杉林山道の途中にも壊れていますが鳥居⛩️痕跡があることから色々妄想が膨らみます。
「ハジカミ山」は、平安時代から地域民から強く信仰された「西叡山」にも勝とも劣らずの重要な霊峰だったのかもしれません。神社が所在する西狩場の地名。
鳥や獣を狩る基点となった大切な場所、そして貴重なハジカミも狩れる山を擁したという地名かもしれませんね。
国東半島住民の生命を守る大切な狩場を見守る霊山、それが「ハジカミ山」の本態では、と思えてきました!もちろん妄想です。

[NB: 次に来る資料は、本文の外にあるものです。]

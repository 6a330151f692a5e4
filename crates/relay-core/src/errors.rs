//! Error taxonomy shared by server and client.
//!
//! Every failure is classified into an [`ErrorKind`] that decides how it is
//! handled: transport failures drive reconnect (client) or implicit disconnect
//! (server), protocol and execution failures become an `error` message on the
//! wire while the connection stays open.

use std::time::Duration;

use serde::{Deserialize, Serialize};

use crate::ids::SessionId;

/// How a failure propagates.
#[derive(Clone, Copy, Debug, PartialEq, Eq, Hash)]
pub enum ErrorKind {
    /// Dropped or timed-out transport.
    Transport,
    /// Malformed or unexpected payload.
    Protocol,
    /// The generation collaborator failed.
    Execution,
    /// Unrecoverable process-level failure.
    Fatal,
}

impl ErrorKind {
    /// Short label for logs and metrics.
    pub fn as_str(self) -> &'static str {
        match self {
            Self::Transport => "transport",
            Self::Protocol => "protocol",
            Self::Execution => "execution",
            Self::Fatal => "fatal",
        }
    }
}

/// Machine-readable code attached to `error` messages.
#[derive(Clone, Copy, Debug, PartialEq, Eq, Hash, Serialize, Deserialize)]
#[serde(rename_all = "snake_case")]
pub enum ErrorCode {
    /// The inbound payload could not be parsed.
    InvalidMessage,
    /// A query is already executing on this connection.
    Busy,
    /// The generation collaborator failed.
    ExecutionFailed,
    /// The owning connection went away mid-query.
    ConnectionClosed,
    /// The query named a different session than the connection is bound to.
    SessionMismatch,
}

impl ErrorCode {
    /// Wire string for this code.
    pub fn as_str(self) -> &'static str {
        match self {
            Self::InvalidMessage => "invalid_message",
            Self::Busy => "busy",
            Self::ExecutionFailed => "execution_failed",
            Self::ConnectionClosed => "connection_closed",
            Self::SessionMismatch => "session_mismatch",
        }
    }
}

/// Relay error hierarchy.
#[derive(Debug, thiserror::Error)]
pub enum RelayError {
    /// Transport failure (drop, reset, refused).
    #[error("transport error: {0}")]
    Transport(String),

    /// Transport did not become ready in time.
    #[error("timed out after {0:?}")]
    Timeout(Duration),

    /// Malformed inbound payload.
    #[error("invalid message: {0}")]
    Protocol(String),

    /// Generation collaborator failure.
    #[error("generation failed: {0}")]
    Execution(String),

    /// A second query arrived while one is executing.
    #[error("a query is already running on this connection")]
    Busy,

    /// The connection closed before the query finished.
    #[error("connection closed before the query completed")]
    ConnectionClosed,

    /// A query named a session other than the connection's.
    #[error("query targets session {requested}, connection is bound to {bound}")]
    SessionMismatch {
        /// Session named in the query.
        requested: SessionId,
        /// Session the connection is registered under.
        bound: SessionId,
    },

    /// JSON encoding/decoding failed.
    #[error("serialization error: {0}")]
    Serialization(#[from] serde_json::Error),

    /// Anything that should take the process down.
    #[error("internal error: {0}")]
    Internal(String),
}

impl RelayError {
    /// Classify for propagation.
    pub fn kind(&self) -> ErrorKind {
        match self {
            Self::Transport(_) | Self::Timeout(_) | Self::ConnectionClosed => ErrorKind::Transport,
            Self::Protocol(_)
            | Self::Busy
            | Self::SessionMismatch { .. }
            | Self::Serialization(_) => ErrorKind::Protocol,
            Self::Execution(_) => ErrorKind::Execution,
            Self::Internal(_) => ErrorKind::Fatal,
        }
    }

    /// Code reported to the peer, if this error is ever put on the wire.
    pub fn code(&self) -> Option<ErrorCode> {
        match self {
            Self::Protocol(_) | Self::Serialization(_) => Some(ErrorCode::InvalidMessage),
            Self::Busy => Some(ErrorCode::Busy),
            Self::Execution(_) => Some(ErrorCode::ExecutionFailed),
            Self::ConnectionClosed => Some(ErrorCode::ConnectionClosed),
            Self::SessionMismatch { .. } => Some(ErrorCode::SessionMismatch),
            Self::Transport(_) | Self::Timeout(_) | Self::Internal(_) => None,
        }
    }

    /// Whether the connection survives this error.
    pub fn is_recoverable(&self) -> bool {
        !matches!(self.kind(), ErrorKind::Fatal)
    }
}

/// A state machine was asked to move along an edge it does not have.
#[derive(Clone, Debug, PartialEq, Eq, thiserror::Error)]
#[error("invalid transition from {from} to {to}")]
pub struct InvalidTransition {
    /// State the machine was in.
    pub from: &'static str,
    /// State that was requested.
    pub to: &'static str,
}

/// Result alias for relay operations.
pub type Result<T> = std::result::Result<T, RelayError>;

#[cfg(test)]
mod tests {
    use super::*;

    #[test]
    fn kind_classification() {
        assert_eq!(RelayError::Transport("reset".into()).kind(), ErrorKind::Transport);
        assert_eq!(RelayError::Timeout(Duration::from_secs(10)).kind(), ErrorKind::Transport);
        assert_eq!(RelayError::Protocol("bad".into()).kind(), ErrorKind::Protocol);
        assert_eq!(RelayError::Busy.kind(), ErrorKind::Protocol);
        assert_eq!(RelayError::Execution("boom".into()).kind(), ErrorKind::Execution);
        assert_eq!(RelayError::Internal("oom".into()).kind(), ErrorKind::Fatal);
    }

    #[test]
    fn only_internal_is_fatal() {
        assert!(RelayError::Execution("x".into()).is_recoverable());
        assert!(RelayError::Protocol("x".into()).is_recoverable());
        assert!(!RelayError::Internal("x".into()).is_recoverable());
    }

    #[test]
    fn wire_codes() {
        assert_eq!(RelayError::Busy.code(), Some(ErrorCode::Busy));
        assert_eq!(
            RelayError::Execution("x".into()).code(),
            Some(ErrorCode::ExecutionFailed)
        );
        assert_eq!(RelayError::Transport("x".into()).code(), None);
    }

    #[test]
    fn error_code_serde_matches_as_str() {
        for code in [
            ErrorCode::InvalidMessage,
            ErrorCode::Busy,
            ErrorCode::ExecutionFailed,
            ErrorCode::ConnectionClosed,
            ErrorCode::SessionMismatch,
        ] {
            let json = serde_json::to_string(&code).unwrap();
            assert_eq!(json, format!("\"{}\"", code.as_str()));
        }
    }

    #[test]
    fn invalid_transition_display() {
        let err = InvalidTransition {
            from: "closed",
            to: "idle",
        };
        assert_eq!(err.to_string(), "invalid transition from closed to idle");
    }

    #[test]
    fn session_mismatch_message_names_both_sessions() {
        let err = RelayError::SessionMismatch {
            requested: SessionId::from_raw("a"),
            bound: SessionId::from_raw("b"),
        };
        let msg = err.to_string();
        assert!(msg.contains("session a"));
        assert!(msg.contains("bound to b"));
    }
}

今回、山頂付近で「矢ショウガ」を見つけることは出来ませんでした。というよりは、それがどの様な植生かよく理解していないのが問題です。
次回予習して探してみます。
【ハジカミ関連追記】
「焼き魚」にはよく「ハジカミの甘酢漬け」が添えられています(写真最後)。
これは焼き魚に紅白の彩りを加えるとともに、嫌味のない甘苦さが口直しするという意味もあります。ハジカミのピリッとした辛さと甘酸っぱさは、魚の臭みを消し、脂質が絡んだ舌表面を味覚清浄、そして漢方薬的役割もあるからでしょうね。ハジカミ(生ショウガ流石です)、あらためて食べたくなりました。
【尻付山】
一方、「ハジカミ山」と兄弟のように隣接する「尻付山」標高587.4m。
それは、豊後高田市真玉と香々地の境に位置し、同エリアで一番標高あるノッポ山です。中山仙峡からは正面に「ハジカミ山」に対して左手に見えます。

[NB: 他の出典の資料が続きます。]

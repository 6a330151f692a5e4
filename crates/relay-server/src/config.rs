//! Server configuration.

use std::time::Duration;

use relay_settings::ServerSettings;
use serde::{Deserialize, Serialize};

/// Runtime configuration for [`RelayServer`](crate::server::RelayServer).
#[derive(Clone, Debug, PartialEq, Eq, Serialize, Deserialize)]
pub struct ServerConfig {
    /// Host to bind (default `"127.0.0.1"`).
    pub host: String,
    /// Port to bind (default `0` for auto-assign).
    pub port: u16,
    /// Per-session offline buffer capacity.
    pub buffer_capacity: usize,
    /// Interval between `keepalive` messages on each connection.
    pub keepalive_interval: Duration,
    /// Idle sessions without a handle are swept after this long.
    pub session_idle_timeout: Option<Duration>,
    /// How often the idle sweep runs.
    pub cleanup_interval: Duration,
    /// Max WebSocket message size in bytes.
    pub max_message_size: usize,
}

impl Default for ServerConfig {
    fn default() -> Self {
        Self {
            host: "127.0.0.1".into(),
            port: 0,
            buffer_capacity: 100,
            keepalive_interval: Duration::from_secs(30),
            session_idle_timeout: None,
            cleanup_interval: Duration::from_secs(60),
            max_message_size: 1024 * 1024,
        }
    }
}

impl From<&ServerSettings> for ServerConfig {
    fn from(settings: &ServerSettings) -> Self {
        Self {
            host: settings.host.clone(),
            port: settings.port,
            buffer_capacity: settings.buffer_capacity,
            keepalive_interval: Duration::from_secs(settings.keepalive_interval_secs),
            session_idle_timeout: settings.session_idle_timeout_secs.map(Duration::from_secs),
            cleanup_interval: Duration::from_secs(settings.cleanup_interval_secs),
            max_message_size: settings.max_message_size,
        }
    }
}

impl ServerConfig {
    /// `host:port` for binding.
    pub fn bind_addr(&self) -> String {
        format!("{}:{}", self.host, self.port)
    }
}
//! Text-generation collaborator.
//!
//! The executor only needs an incremental stream of text deltas; any backend
//! that can produce one implements [`TextGenerator`].

use std::pin::Pin;
use std::time::Duration;

use async_trait::async_trait;
use futures::{Stream, StreamExt, stream};
use relay_core::SessionId;

/// Failure reported by a generator.
#[derive(Clone, Debug, PartialEq, Eq, thiserror::Error)]
pub enum GenerationError {
    /// The backend could not be reached or refused the request.
    #[error("generator unavailable: {0}")]
    Unavailable(String),
    /// The backend failed partway through a response.
    #[error("{0}")]
    Failed(String),
}

/// Everything a generator needs for one query.
#[derive(Clone, Debug, PartialEq, Eq)]
pub struct GenerationRequest {
    /// Session the query belongs to.
    pub session_id: SessionId,
    /// Prompt text.
    pub query: String,
    /// Prior-session context, when the client asked for it.
    pub context: Option<String>,
    /// Optional system instructions.
    pub system_prompt: Option<String>,
}

impl GenerationRequest {
    /// A request with no context or system prompt.
    pub fn new(session_id: SessionId, query: impl Into<String>) -> Self {
        Self {
            session_id,
            query: query.into(),
            context: None,
            system_prompt: None,
        }
    }
}

/// Ordered stream of text deltas.
pub type TextStream = Pin<Box<dyn Stream<Item = Result<String, GenerationError>> + Send>>;

/// A long-running text generator with a streaming call.
#[async_trait]
pub trait TextGenerator: Send + Sync {
    /// Short name for logs.
    fn name(&self) -> &str;

    /// Start generating. Errors before the first delta are returned here;
    /// later failures arrive as `Err` items on the stream.
    async fn generate(&self, request: &GenerationRequest) -> Result<TextStream, GenerationError>;
}

/// Demo generator that streams the query back in fixed-size pieces.
#[derive(Clone, Debug)]
pub struct EchoGenerator {
    chunk_chars: usize,
    delay: Duration,
}

impl EchoGenerator {
    /// Echo in pieces of `chunk_chars` characters, pausing `delay` before each.
    pub fn new(chunk_chars: usize, delay: Duration) -> Self {
        Self {
            chunk_chars: chunk_chars.max(1),
            delay,
        }
    }
}

impl Default for EchoGenerator {
    fn default() -> Self {
        Self::new(8, Duration::from_millis(20))
    }
}

#[async_trait]
impl TextGenerator for EchoGenerator {
    fn name(&self) -> &str {
        "echo"
    }

    async fn generate(&self, request: &GenerationRequest) -> Result<TextStream, GenerationError> {
        let mut text = String::new();
        if let Some(context) = request.context.as_deref() {
            text.push_str(&format!("[{} chars of context] ", context.chars().count()));
        }
        text.push_str(&request.query);

        let pieces = split_chars(&text, self.chunk_chars);
        let delay = self.delay;
        let stream = stream::iter(pieces).then(move |piece| async move {
            if !delay.is_zero() {
                tokio::time::sleep(delay).await;
            }
            Ok(piece)
        });
        Ok(Box::pin(stream))
    }
}

/// Split on character boundaries into pieces of at most `size` characters.
pub fn split_chars(text: &str, size: usize) -> Vec<String> {
    let size = size.max(1);
    let chars: Vec<char> = text.chars().collect();
    chars.chunks(size).map(|c| c.iter().collect()).collect()
}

一風変わった山名は、その昔「弘法大使・空海」が、四国の生活を懐かしんでここで腰を下ろしたことが山名の由来とも言われています。
しかし、山頂から四国を懐かしむのであれば両子山や千燈山の方で腰を下ろした方が良かったのではと感じます。立っていますが「ゴームリー」の様に。
尻付山は、ハジカミ山より表層がゆるい土でできた山道ばかり。
山頂まで続く急登で、滑って尻付きし易いことの方が山名由来として納得しやすいところ。そうすると「ハジカミ山」も状況はやや同じですが。実は「弘法大師様」がお滑りになられた際、腰を下されて休憩された、との表現に変わったのかもしれません。弘法大師様ですから!
ハジカミ山と尻付山はセット登山の「お山」。
ハジカミ山山頂からの眺望に歓喜しました。
次回、西叡山に伺います!
猿田彦大神
天孫降臨の際に道案内をしたことから、道の神、旅人の神とされた所以。それは道祖神と同一視されていますね。そのため全国各地で塞の神・道祖神が「猿田彦神」として祀られています。ハジカミ山登山口の石碑は、五桂明神社とは関係ないのでは?